* [About this exercise]: Search the material below for "DataConfig" and copy every line where it occurs.
BEGIN Given records
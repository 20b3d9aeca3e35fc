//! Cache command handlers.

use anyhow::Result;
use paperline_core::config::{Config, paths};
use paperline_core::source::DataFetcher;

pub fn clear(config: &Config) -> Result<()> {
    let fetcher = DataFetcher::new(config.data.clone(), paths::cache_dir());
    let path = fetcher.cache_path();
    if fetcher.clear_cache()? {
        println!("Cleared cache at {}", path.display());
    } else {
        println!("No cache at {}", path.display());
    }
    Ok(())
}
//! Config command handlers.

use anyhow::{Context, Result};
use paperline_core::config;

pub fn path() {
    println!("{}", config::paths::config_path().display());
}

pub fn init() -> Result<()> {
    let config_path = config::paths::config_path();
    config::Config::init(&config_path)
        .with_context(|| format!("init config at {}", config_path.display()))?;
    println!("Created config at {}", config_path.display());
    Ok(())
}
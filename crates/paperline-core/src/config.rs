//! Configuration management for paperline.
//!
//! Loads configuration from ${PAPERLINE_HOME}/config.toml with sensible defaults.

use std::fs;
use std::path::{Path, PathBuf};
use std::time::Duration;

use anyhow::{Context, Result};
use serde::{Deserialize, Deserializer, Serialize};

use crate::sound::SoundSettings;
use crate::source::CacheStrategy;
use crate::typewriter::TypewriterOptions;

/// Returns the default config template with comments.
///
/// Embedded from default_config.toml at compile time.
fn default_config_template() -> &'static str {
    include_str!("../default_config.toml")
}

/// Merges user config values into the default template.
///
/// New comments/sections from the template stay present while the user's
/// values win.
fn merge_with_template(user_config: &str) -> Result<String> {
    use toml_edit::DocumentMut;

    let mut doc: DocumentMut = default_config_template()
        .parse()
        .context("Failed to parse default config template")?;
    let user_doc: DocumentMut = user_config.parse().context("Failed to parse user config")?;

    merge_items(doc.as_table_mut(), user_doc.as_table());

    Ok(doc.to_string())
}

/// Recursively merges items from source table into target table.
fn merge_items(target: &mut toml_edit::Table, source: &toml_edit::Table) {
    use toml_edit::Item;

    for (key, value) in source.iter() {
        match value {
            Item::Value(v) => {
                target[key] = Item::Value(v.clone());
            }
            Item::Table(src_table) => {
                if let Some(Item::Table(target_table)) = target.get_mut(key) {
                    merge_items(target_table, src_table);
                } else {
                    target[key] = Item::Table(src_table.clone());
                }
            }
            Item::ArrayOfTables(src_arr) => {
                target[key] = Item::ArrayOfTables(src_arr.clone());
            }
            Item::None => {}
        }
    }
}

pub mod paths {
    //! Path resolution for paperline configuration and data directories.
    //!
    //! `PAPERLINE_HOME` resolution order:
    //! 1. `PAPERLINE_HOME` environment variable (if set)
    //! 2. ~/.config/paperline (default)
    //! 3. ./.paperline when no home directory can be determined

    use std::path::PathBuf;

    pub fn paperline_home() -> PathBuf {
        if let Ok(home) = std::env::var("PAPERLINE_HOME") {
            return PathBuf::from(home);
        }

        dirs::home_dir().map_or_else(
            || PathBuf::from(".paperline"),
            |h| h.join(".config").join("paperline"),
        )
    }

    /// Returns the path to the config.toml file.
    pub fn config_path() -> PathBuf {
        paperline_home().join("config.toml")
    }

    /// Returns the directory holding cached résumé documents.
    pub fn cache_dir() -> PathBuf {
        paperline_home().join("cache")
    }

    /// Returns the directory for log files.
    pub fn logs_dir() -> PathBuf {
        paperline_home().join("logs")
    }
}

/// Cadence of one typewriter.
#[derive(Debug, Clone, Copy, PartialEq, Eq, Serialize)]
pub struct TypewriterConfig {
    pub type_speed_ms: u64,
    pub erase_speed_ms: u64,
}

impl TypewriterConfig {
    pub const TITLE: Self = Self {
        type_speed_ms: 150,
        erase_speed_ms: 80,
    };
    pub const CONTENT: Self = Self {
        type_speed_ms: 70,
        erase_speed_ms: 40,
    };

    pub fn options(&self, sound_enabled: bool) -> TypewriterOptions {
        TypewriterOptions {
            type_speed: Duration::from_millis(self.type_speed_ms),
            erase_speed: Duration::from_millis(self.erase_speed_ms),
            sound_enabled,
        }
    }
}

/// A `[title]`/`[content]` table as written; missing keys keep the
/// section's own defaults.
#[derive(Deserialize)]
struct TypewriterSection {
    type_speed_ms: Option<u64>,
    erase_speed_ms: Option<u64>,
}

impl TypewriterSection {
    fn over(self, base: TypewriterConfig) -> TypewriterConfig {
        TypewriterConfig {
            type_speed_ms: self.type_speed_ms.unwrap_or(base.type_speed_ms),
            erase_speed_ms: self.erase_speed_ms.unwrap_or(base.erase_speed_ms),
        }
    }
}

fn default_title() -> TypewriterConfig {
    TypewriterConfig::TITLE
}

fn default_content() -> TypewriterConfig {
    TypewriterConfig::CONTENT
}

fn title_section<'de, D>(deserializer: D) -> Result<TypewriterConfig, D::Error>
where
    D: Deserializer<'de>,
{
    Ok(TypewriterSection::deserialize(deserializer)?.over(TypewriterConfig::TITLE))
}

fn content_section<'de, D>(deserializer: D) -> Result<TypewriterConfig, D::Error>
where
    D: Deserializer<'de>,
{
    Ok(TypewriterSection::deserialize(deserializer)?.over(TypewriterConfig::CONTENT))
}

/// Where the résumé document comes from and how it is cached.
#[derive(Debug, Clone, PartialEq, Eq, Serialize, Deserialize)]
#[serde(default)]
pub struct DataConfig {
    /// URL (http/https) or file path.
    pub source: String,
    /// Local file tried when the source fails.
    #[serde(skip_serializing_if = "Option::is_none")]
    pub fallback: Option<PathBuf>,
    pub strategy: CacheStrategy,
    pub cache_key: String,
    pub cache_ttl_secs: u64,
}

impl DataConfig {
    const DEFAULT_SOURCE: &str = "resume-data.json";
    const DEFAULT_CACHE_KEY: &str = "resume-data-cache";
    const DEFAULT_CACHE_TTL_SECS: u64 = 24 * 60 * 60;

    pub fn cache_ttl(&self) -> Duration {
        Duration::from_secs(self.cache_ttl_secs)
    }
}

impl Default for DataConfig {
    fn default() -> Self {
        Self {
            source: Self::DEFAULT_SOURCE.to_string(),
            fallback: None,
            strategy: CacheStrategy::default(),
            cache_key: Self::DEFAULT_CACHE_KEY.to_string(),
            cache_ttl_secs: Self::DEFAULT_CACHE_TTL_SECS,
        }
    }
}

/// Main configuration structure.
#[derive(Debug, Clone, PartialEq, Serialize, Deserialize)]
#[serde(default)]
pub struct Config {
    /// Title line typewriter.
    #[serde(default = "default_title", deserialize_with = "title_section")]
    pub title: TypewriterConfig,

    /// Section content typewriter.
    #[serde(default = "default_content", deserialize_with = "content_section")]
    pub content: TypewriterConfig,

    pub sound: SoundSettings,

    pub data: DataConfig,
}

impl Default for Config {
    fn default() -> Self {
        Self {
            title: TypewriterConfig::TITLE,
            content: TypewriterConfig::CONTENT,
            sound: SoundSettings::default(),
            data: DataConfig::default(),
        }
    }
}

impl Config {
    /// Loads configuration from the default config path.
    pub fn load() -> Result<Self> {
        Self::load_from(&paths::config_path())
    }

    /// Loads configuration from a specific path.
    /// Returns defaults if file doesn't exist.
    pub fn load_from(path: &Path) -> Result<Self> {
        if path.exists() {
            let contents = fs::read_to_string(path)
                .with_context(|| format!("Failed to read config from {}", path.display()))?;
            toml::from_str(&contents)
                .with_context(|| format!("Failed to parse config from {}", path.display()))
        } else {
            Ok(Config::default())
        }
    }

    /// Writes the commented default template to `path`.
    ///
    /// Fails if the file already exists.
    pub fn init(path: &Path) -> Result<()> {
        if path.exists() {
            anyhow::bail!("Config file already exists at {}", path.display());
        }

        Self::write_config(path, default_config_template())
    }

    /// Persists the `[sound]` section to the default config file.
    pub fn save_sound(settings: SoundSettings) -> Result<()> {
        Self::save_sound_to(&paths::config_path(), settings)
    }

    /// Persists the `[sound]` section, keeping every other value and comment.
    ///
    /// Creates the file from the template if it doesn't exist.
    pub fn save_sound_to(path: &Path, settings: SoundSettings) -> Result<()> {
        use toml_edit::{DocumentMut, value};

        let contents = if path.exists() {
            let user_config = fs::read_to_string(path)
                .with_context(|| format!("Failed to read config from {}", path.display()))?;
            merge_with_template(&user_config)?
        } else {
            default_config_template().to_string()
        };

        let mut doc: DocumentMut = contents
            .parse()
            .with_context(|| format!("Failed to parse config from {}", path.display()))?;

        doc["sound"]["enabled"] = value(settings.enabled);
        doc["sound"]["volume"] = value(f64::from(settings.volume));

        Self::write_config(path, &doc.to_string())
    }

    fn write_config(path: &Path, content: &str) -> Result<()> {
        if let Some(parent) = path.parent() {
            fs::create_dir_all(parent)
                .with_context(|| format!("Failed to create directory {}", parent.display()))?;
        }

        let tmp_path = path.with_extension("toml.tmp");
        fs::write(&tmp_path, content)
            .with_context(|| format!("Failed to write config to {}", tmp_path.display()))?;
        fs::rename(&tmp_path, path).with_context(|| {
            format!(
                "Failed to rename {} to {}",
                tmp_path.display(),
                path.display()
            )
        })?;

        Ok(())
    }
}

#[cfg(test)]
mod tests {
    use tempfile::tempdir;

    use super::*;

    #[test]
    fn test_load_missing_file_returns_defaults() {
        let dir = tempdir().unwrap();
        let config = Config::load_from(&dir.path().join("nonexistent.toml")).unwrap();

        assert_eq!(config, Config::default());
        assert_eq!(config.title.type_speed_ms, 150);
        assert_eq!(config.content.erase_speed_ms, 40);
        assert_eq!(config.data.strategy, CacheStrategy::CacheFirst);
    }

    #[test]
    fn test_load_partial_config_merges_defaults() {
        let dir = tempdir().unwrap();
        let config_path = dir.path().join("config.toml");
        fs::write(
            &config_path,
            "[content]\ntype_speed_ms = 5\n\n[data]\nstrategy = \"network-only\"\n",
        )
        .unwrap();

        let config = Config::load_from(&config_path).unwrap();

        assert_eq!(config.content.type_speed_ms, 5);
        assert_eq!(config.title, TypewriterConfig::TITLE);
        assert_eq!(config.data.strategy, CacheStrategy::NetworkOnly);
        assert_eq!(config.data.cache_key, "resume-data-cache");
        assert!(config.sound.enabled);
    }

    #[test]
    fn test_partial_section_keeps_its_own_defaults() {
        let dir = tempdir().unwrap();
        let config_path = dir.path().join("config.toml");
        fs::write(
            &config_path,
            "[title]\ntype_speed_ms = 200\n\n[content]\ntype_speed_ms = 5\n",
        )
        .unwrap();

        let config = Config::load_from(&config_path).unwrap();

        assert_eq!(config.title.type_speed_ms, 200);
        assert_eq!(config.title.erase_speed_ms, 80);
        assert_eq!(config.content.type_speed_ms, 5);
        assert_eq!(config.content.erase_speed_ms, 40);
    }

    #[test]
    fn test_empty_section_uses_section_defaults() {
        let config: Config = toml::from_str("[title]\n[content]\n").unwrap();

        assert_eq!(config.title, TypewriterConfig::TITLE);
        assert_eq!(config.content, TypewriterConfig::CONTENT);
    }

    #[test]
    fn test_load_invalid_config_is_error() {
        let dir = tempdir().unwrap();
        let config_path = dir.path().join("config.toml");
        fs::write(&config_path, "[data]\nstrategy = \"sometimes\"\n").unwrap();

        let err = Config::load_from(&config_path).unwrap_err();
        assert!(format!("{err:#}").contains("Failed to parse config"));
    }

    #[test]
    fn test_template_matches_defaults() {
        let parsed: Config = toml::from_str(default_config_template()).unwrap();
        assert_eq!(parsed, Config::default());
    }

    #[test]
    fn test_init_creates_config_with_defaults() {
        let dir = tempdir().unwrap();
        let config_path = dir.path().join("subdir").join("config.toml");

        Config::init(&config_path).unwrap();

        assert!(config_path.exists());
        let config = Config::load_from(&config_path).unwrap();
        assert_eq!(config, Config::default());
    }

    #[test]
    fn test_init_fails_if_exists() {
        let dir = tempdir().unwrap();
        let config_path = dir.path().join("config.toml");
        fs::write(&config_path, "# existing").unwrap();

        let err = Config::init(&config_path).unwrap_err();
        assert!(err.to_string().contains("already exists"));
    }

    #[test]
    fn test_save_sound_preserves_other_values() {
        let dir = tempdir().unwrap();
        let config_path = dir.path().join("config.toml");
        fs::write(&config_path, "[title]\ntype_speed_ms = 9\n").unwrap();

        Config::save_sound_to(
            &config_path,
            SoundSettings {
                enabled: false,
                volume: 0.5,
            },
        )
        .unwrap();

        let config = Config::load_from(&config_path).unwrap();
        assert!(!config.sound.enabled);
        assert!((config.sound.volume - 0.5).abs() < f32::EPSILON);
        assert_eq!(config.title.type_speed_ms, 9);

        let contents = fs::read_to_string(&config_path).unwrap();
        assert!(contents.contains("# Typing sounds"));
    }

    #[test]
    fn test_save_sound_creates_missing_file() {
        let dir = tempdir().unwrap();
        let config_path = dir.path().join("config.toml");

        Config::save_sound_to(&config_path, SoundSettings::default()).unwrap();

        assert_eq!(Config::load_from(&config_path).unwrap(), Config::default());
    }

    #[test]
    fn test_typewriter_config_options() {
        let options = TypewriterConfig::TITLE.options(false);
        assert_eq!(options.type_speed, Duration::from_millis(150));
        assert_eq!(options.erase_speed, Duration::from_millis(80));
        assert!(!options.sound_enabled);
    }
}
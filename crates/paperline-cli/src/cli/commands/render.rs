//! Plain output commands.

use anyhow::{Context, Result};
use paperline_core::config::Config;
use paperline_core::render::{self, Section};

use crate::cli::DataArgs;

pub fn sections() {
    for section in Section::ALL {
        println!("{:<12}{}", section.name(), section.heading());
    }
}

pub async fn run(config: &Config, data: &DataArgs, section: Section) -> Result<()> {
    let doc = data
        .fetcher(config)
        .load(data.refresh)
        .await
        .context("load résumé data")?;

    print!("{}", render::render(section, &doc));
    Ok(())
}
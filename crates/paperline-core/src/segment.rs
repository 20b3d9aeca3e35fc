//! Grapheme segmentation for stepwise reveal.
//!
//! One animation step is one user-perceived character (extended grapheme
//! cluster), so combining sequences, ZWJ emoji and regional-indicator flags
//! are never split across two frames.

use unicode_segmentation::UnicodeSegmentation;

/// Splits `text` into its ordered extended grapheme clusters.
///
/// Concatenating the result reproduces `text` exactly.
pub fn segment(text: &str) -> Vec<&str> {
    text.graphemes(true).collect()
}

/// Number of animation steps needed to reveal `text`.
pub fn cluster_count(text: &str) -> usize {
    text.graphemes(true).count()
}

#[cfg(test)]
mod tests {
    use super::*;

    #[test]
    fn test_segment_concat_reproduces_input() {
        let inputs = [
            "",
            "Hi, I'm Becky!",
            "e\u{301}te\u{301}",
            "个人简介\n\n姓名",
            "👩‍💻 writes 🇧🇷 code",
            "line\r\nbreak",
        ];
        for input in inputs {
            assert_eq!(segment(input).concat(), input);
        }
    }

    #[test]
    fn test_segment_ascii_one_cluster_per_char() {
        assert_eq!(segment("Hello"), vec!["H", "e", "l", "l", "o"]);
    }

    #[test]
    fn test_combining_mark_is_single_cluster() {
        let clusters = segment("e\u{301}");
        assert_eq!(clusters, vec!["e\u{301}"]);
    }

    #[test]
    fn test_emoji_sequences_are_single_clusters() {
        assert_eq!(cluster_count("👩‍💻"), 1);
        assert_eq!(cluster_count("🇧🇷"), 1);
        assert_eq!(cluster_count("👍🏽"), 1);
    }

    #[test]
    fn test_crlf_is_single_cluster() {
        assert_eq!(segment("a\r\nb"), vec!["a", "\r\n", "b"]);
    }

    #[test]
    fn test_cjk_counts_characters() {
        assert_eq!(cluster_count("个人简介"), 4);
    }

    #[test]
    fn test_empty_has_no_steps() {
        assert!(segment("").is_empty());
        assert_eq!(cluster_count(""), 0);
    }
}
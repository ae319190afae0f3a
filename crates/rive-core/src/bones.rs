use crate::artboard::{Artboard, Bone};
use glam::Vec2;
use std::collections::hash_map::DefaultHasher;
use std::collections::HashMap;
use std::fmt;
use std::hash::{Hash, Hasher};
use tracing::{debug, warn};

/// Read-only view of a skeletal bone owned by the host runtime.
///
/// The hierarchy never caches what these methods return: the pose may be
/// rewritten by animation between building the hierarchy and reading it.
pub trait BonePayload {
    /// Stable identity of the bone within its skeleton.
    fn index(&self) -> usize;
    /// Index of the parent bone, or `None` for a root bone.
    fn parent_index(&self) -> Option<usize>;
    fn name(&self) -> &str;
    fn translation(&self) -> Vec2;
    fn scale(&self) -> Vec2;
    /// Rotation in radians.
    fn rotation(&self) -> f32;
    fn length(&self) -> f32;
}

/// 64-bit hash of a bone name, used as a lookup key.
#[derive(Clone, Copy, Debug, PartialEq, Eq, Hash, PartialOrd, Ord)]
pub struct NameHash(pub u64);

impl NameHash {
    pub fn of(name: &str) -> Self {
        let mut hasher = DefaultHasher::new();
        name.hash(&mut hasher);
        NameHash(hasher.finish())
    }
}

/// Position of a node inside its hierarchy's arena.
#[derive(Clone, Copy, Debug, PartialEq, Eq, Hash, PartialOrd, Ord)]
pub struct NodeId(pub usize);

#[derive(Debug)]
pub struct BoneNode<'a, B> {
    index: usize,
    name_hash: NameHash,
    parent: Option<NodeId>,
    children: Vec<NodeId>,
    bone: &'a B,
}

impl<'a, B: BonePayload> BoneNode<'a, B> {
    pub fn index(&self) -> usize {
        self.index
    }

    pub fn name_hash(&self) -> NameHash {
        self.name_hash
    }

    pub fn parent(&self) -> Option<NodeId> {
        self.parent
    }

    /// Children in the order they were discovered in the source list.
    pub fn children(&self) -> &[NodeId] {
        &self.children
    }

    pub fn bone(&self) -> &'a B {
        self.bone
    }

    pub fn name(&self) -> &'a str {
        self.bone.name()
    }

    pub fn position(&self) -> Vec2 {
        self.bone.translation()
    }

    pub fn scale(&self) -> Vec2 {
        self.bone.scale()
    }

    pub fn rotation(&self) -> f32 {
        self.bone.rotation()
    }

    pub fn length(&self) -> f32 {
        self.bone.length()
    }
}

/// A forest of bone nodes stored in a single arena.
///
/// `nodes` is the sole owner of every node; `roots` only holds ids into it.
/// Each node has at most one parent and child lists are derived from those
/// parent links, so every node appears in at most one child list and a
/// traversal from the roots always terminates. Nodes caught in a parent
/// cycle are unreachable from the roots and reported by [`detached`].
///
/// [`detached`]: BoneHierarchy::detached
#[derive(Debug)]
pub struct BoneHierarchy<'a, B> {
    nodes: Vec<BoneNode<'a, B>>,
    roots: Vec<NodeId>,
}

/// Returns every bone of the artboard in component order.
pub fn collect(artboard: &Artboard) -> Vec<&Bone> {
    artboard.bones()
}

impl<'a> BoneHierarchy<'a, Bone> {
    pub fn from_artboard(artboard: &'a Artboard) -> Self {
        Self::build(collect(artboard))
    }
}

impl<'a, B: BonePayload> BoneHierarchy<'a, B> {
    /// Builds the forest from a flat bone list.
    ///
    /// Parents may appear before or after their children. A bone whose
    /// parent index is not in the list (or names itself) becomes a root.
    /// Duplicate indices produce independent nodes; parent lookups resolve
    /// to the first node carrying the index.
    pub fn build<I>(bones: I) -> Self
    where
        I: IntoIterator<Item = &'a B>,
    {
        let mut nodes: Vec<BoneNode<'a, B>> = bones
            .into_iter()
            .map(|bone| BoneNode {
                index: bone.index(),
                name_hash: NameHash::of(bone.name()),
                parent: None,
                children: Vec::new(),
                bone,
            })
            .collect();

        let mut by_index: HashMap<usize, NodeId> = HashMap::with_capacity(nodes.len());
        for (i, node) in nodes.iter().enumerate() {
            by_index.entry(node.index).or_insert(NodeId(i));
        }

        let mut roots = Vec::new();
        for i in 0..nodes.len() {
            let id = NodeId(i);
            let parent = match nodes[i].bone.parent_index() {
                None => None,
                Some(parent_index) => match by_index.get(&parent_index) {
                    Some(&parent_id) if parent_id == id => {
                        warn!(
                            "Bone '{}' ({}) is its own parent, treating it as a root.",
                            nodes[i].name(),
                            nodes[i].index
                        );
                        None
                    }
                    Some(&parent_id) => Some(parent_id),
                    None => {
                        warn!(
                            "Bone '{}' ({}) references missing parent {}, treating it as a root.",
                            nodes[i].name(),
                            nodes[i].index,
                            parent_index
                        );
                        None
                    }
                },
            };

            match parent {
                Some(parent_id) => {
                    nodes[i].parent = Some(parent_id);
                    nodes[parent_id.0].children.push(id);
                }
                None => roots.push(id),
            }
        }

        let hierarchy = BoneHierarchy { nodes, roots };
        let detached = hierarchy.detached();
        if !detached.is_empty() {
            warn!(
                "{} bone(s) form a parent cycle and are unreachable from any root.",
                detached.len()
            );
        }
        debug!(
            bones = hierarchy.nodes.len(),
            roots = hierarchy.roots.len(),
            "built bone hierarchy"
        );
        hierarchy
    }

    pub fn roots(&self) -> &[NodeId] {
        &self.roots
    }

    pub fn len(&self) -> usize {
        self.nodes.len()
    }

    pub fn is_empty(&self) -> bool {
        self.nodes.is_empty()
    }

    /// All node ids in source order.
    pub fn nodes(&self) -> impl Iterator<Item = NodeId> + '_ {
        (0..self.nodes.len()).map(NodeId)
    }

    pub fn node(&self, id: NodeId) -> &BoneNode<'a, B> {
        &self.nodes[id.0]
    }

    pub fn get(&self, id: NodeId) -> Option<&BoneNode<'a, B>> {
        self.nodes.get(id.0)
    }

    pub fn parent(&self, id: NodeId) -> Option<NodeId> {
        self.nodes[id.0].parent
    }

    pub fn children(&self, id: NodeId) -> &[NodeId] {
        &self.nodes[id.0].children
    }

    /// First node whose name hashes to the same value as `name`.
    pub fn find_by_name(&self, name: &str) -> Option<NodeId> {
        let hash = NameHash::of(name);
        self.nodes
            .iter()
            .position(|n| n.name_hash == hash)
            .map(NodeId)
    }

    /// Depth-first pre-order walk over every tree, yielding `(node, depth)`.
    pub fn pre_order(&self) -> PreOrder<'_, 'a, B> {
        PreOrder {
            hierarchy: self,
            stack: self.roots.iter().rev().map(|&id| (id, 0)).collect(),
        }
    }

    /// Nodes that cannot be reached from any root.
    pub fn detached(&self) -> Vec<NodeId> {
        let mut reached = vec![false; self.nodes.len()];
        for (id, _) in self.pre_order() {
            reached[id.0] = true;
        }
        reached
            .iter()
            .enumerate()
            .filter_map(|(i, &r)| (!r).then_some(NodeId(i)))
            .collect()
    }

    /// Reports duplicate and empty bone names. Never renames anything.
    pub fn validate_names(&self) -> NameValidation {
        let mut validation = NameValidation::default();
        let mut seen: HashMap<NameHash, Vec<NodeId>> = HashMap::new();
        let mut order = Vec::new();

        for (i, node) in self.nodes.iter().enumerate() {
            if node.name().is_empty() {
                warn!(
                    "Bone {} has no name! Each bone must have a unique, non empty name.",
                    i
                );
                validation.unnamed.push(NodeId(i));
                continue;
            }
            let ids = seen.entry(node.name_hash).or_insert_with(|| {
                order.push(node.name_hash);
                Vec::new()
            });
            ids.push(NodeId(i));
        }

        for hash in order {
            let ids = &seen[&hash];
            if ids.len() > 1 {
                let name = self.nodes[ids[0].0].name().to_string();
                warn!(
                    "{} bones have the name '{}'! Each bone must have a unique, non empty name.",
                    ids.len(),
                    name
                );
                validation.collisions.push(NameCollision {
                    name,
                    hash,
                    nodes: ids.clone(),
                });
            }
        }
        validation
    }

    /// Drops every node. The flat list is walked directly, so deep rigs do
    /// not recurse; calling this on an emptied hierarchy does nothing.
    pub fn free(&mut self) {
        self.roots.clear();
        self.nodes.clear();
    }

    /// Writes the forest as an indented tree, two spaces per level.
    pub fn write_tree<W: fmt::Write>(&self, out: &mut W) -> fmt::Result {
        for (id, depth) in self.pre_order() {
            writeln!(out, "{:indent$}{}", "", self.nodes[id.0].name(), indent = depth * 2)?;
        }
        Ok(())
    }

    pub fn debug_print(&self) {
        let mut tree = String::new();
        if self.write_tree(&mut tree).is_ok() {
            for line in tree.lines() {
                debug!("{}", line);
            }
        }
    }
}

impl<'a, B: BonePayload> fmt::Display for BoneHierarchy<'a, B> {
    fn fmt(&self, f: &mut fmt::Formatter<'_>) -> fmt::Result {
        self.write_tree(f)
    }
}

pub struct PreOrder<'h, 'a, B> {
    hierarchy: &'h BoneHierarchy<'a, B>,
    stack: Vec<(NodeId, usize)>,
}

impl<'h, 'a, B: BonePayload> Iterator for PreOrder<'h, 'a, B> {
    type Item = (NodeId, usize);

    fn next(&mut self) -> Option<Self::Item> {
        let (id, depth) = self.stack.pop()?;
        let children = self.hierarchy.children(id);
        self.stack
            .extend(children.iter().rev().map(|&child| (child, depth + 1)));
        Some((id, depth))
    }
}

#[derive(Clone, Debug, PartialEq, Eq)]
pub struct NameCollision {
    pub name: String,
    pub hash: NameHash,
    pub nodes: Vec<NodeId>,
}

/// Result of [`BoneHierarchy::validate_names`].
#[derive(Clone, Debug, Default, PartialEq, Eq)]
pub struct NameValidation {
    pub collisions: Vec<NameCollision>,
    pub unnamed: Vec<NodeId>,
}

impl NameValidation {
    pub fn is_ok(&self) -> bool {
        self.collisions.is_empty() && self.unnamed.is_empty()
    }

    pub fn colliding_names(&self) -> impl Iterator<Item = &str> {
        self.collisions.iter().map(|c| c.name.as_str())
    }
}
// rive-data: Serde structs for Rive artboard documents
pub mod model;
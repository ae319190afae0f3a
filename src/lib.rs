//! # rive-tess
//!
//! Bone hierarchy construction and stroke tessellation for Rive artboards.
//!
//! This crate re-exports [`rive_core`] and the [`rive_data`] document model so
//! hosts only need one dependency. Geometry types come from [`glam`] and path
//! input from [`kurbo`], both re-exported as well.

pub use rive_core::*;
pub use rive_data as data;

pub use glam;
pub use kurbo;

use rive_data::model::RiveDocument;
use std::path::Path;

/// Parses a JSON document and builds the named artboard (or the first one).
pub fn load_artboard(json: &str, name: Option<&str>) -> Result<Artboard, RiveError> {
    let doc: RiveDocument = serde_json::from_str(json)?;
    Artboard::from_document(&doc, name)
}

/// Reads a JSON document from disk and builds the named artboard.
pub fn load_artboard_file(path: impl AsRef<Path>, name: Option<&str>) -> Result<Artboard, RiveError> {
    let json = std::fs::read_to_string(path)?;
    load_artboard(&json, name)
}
END Given records
* [Solution for this problem]:
pub struct DataConfig {
impl DataConfig {
impl Default for DataConfig {
    pub data: DataConfig,
            data: DataConfig::default(),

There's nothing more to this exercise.